Search the records for the string "invalid". Copy each line where it occurs.

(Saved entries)
:::

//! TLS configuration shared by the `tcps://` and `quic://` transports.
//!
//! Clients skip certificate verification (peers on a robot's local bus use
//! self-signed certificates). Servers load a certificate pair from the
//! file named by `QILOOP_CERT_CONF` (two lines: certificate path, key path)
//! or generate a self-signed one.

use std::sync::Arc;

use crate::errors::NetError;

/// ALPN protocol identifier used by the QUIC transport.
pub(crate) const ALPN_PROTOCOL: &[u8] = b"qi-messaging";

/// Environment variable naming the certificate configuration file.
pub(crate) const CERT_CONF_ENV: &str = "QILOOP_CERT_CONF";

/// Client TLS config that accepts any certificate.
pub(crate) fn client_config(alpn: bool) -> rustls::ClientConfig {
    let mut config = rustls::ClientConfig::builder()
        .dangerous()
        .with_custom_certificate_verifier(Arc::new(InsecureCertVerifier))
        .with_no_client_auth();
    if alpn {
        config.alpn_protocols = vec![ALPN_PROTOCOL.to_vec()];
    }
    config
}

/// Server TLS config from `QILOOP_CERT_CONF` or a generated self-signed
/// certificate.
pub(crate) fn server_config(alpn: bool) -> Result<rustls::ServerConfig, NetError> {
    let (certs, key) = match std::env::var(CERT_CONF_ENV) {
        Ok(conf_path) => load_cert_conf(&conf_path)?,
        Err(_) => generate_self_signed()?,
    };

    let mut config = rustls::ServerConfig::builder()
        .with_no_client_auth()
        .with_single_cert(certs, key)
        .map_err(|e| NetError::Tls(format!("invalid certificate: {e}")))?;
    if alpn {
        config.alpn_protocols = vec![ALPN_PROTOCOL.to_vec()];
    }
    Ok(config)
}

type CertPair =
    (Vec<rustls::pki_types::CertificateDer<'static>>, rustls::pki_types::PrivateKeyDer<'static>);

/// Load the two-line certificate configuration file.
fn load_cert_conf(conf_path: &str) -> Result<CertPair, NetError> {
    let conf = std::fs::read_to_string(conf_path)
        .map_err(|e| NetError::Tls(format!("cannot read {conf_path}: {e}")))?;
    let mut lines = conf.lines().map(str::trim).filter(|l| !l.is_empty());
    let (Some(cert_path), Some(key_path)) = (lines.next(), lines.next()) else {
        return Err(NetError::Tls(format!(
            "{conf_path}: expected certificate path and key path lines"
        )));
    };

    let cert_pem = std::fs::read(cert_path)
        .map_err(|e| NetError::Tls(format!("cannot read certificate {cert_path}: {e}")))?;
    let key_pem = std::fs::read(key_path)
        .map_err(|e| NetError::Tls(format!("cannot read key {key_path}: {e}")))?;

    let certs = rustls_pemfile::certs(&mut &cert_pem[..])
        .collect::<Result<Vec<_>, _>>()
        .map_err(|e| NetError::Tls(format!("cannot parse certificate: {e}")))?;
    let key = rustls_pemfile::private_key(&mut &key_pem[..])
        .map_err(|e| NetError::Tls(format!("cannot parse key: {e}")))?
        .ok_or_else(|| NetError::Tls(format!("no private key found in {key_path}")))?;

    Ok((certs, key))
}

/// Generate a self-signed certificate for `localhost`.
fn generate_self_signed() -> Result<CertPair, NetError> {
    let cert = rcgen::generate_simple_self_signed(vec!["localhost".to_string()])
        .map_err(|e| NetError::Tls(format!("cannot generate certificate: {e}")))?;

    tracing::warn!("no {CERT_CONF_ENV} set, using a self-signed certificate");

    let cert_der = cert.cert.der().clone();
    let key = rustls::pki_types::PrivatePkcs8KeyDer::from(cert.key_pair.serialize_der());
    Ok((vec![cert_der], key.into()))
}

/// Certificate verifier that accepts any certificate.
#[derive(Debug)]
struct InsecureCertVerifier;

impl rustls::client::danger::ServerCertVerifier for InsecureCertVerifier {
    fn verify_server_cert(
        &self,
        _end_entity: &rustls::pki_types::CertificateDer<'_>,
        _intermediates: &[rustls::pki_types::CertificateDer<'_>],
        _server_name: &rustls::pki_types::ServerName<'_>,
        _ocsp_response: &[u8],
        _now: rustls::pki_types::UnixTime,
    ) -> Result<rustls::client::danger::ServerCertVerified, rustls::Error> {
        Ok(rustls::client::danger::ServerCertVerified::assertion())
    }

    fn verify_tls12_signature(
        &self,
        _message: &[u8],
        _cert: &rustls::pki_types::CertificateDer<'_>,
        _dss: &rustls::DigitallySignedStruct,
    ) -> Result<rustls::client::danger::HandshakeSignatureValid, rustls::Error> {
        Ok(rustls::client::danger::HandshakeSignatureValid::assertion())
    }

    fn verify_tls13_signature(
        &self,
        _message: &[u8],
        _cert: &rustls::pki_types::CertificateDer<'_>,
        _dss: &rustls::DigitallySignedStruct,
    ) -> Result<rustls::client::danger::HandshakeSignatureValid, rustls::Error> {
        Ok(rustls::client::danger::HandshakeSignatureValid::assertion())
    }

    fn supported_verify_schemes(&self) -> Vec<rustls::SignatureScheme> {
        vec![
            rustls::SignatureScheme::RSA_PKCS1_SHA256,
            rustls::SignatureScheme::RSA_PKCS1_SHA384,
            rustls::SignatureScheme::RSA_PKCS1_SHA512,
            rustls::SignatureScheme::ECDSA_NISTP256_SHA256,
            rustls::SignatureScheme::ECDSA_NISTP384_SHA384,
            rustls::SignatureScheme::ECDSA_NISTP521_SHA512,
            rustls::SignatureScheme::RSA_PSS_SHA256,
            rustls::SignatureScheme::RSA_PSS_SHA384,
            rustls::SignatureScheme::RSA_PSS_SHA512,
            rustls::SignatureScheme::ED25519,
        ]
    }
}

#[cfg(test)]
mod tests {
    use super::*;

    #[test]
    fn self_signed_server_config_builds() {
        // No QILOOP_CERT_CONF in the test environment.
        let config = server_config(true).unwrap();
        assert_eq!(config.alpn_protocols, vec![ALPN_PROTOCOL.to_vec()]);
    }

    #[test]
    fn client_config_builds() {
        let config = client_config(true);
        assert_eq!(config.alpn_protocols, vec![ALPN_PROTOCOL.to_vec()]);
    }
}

:::

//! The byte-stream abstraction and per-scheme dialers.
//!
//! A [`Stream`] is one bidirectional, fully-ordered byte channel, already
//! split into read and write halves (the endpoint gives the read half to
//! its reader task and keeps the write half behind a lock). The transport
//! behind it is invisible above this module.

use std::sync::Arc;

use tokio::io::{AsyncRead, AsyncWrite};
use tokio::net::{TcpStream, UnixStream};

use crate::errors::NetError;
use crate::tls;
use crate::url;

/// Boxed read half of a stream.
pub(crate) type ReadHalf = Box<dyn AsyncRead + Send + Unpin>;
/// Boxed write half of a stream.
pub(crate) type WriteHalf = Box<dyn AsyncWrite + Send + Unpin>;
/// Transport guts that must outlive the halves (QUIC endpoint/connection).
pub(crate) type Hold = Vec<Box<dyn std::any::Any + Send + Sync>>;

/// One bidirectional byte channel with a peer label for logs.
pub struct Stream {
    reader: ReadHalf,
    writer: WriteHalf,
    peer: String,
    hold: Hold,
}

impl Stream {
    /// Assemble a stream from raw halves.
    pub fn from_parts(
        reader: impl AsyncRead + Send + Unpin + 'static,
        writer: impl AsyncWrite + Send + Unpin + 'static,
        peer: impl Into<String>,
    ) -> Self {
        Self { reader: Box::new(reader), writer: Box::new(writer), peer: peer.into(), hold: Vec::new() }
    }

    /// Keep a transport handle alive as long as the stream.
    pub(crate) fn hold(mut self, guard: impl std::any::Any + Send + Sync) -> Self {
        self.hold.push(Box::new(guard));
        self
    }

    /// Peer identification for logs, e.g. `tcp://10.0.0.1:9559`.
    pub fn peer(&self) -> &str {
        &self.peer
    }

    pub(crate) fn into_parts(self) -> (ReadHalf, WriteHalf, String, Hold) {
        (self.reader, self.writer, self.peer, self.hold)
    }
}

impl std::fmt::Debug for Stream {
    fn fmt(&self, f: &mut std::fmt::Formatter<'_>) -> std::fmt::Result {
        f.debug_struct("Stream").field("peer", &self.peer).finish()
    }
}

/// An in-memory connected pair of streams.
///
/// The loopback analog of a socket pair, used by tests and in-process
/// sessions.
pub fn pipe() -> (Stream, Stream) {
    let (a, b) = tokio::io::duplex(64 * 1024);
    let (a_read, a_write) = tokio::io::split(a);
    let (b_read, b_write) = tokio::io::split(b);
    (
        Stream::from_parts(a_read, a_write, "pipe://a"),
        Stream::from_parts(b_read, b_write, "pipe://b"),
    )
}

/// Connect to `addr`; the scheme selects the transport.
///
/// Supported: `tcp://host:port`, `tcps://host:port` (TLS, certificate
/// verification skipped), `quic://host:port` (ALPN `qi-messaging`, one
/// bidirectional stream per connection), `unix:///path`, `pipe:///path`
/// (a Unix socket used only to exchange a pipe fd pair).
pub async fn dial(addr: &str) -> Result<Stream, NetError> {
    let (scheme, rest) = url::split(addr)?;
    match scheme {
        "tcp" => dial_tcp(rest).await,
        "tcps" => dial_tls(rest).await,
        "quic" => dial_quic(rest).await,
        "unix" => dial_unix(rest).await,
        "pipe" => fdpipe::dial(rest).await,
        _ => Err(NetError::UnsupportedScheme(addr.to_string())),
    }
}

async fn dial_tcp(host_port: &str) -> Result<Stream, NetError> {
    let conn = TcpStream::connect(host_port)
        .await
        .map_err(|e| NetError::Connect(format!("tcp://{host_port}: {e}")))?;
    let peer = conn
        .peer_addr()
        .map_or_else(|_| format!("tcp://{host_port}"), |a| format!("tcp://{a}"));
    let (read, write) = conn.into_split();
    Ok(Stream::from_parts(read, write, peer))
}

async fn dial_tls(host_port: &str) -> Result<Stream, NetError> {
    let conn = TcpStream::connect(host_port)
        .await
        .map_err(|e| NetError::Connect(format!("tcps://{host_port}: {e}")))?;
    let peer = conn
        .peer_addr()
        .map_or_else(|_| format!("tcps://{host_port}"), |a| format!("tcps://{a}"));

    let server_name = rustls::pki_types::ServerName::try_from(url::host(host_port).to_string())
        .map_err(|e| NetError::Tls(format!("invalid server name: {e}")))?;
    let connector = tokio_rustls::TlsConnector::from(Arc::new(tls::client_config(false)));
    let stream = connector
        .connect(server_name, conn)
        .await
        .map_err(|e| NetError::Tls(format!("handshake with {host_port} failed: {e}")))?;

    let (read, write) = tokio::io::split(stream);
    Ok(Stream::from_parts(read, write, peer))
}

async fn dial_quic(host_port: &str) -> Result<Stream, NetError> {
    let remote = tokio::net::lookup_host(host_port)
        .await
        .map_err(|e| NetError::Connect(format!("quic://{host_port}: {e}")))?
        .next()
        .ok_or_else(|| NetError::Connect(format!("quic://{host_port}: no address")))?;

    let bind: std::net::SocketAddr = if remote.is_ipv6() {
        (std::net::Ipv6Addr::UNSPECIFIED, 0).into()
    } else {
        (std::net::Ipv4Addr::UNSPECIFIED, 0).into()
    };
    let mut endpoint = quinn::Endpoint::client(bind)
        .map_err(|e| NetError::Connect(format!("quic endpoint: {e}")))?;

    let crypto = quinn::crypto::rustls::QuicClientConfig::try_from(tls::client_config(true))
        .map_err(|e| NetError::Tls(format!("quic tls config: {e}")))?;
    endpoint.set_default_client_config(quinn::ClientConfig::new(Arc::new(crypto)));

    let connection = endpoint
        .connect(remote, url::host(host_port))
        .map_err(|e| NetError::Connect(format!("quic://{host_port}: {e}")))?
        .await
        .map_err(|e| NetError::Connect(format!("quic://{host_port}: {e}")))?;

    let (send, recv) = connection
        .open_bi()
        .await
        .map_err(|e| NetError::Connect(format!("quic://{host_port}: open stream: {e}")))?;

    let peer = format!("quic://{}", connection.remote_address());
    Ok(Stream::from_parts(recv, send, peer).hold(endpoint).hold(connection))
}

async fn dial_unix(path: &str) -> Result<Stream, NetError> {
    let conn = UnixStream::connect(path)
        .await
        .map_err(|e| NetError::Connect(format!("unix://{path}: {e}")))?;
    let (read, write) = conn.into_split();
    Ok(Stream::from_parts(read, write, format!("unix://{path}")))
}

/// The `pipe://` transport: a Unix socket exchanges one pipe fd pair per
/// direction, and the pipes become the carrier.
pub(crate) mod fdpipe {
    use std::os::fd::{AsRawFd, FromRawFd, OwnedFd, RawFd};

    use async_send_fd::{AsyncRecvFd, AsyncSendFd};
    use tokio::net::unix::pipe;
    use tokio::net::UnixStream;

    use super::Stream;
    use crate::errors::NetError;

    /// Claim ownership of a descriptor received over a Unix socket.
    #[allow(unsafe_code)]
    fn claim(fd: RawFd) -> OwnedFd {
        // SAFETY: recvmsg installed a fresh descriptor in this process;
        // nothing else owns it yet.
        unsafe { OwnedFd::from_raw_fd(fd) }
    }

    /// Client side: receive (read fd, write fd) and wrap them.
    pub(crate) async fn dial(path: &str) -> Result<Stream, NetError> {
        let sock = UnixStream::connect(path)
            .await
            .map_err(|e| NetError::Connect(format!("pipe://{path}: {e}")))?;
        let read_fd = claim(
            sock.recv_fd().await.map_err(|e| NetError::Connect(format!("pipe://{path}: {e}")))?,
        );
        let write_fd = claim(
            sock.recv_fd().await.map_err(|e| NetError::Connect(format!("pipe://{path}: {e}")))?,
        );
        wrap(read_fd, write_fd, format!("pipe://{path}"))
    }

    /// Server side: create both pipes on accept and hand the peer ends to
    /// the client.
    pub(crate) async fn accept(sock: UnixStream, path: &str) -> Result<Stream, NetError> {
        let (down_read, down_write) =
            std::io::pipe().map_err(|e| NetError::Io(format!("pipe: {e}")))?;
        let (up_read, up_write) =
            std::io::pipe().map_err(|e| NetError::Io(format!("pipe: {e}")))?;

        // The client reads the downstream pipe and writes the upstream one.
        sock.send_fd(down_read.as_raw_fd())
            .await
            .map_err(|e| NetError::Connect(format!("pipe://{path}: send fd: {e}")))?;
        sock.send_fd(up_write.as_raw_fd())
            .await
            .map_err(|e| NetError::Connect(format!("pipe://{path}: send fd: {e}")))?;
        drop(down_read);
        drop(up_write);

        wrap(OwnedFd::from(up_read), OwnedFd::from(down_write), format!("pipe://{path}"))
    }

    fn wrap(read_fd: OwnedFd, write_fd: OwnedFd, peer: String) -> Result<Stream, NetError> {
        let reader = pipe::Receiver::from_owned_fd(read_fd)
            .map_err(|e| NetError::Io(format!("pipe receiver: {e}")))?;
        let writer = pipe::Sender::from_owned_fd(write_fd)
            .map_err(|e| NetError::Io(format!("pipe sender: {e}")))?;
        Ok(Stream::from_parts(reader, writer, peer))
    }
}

:::

» **Solution to the problem**:
        .map_err(|e| NetError::Tls(format!("invalid certificate: {e}")))?;
        .map_err(|e| NetError::Tls(format!("invalid server name: {e}")))?;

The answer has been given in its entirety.